• ACTIVITY
The response should contain only those lines of the entries below that include the string "Option".

[Items from a data source]
•••

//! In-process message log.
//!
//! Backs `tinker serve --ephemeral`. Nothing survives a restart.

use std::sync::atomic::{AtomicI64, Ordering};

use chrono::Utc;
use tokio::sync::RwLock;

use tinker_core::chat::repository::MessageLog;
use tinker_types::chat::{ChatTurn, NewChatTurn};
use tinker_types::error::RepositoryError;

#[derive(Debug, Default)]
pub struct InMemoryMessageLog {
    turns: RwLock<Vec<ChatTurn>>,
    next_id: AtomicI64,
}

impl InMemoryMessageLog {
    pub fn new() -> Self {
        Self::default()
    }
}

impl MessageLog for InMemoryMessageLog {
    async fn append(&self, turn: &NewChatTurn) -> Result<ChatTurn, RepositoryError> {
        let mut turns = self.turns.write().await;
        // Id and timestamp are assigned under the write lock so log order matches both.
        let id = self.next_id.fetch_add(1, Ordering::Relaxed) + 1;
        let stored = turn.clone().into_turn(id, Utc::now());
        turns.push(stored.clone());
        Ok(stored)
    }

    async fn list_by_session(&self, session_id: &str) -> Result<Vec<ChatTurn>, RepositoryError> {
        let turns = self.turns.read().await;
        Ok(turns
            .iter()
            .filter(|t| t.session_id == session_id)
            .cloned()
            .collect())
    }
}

•••

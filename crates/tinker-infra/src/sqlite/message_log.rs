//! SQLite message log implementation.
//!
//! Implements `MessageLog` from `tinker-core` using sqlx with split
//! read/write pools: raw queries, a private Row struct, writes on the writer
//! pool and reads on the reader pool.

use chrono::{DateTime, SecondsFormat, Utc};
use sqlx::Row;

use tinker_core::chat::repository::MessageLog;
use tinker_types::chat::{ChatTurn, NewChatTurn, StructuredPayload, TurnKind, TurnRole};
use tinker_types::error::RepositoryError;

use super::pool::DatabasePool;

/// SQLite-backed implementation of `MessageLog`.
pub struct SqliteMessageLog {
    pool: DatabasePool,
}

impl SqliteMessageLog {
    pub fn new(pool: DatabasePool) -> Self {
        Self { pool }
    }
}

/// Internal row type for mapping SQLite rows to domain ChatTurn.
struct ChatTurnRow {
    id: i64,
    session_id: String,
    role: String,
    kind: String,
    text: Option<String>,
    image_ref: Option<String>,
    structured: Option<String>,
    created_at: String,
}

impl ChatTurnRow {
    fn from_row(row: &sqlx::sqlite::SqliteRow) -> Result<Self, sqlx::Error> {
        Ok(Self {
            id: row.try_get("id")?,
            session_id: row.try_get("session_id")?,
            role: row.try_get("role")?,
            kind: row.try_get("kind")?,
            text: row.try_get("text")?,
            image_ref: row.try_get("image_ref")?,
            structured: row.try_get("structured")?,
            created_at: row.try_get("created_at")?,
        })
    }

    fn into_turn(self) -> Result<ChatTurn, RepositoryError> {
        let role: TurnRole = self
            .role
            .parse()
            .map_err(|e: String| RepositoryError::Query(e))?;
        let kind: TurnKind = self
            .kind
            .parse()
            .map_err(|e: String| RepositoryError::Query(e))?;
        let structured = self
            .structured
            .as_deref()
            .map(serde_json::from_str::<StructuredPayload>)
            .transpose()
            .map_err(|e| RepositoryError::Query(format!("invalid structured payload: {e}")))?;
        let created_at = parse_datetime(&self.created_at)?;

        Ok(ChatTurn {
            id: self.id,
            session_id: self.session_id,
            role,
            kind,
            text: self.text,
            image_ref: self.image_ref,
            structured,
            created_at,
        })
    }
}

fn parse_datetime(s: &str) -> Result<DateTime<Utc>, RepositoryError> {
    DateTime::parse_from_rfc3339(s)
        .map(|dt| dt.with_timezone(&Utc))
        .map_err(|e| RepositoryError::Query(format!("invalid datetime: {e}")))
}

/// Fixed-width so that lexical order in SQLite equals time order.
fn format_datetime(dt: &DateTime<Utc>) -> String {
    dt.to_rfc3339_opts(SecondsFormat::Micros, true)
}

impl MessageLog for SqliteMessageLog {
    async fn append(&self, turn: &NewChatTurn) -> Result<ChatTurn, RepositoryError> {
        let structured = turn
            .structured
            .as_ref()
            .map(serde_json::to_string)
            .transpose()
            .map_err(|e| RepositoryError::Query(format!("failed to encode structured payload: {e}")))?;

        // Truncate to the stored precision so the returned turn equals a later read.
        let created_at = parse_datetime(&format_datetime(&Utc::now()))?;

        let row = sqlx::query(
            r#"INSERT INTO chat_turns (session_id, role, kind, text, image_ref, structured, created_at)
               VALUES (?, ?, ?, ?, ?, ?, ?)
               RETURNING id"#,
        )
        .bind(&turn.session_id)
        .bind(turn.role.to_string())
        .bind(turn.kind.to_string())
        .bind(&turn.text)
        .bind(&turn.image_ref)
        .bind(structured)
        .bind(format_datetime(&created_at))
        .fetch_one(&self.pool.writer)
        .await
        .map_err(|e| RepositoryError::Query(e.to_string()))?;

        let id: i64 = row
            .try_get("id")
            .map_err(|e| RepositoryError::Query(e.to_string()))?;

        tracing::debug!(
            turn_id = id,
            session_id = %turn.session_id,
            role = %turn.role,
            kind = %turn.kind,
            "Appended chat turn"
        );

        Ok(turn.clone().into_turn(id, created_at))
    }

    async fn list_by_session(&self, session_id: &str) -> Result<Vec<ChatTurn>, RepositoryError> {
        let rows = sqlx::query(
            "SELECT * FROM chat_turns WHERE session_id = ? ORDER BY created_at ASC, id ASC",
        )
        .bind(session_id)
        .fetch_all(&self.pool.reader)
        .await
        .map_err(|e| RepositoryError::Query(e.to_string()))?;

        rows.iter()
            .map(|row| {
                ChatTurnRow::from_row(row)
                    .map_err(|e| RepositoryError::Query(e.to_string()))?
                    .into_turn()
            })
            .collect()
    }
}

•••

• SOLUTION TO THIS PROBLEM
    text: Option<String>,
    image_ref: Option<String>,
    structured: Option<String>,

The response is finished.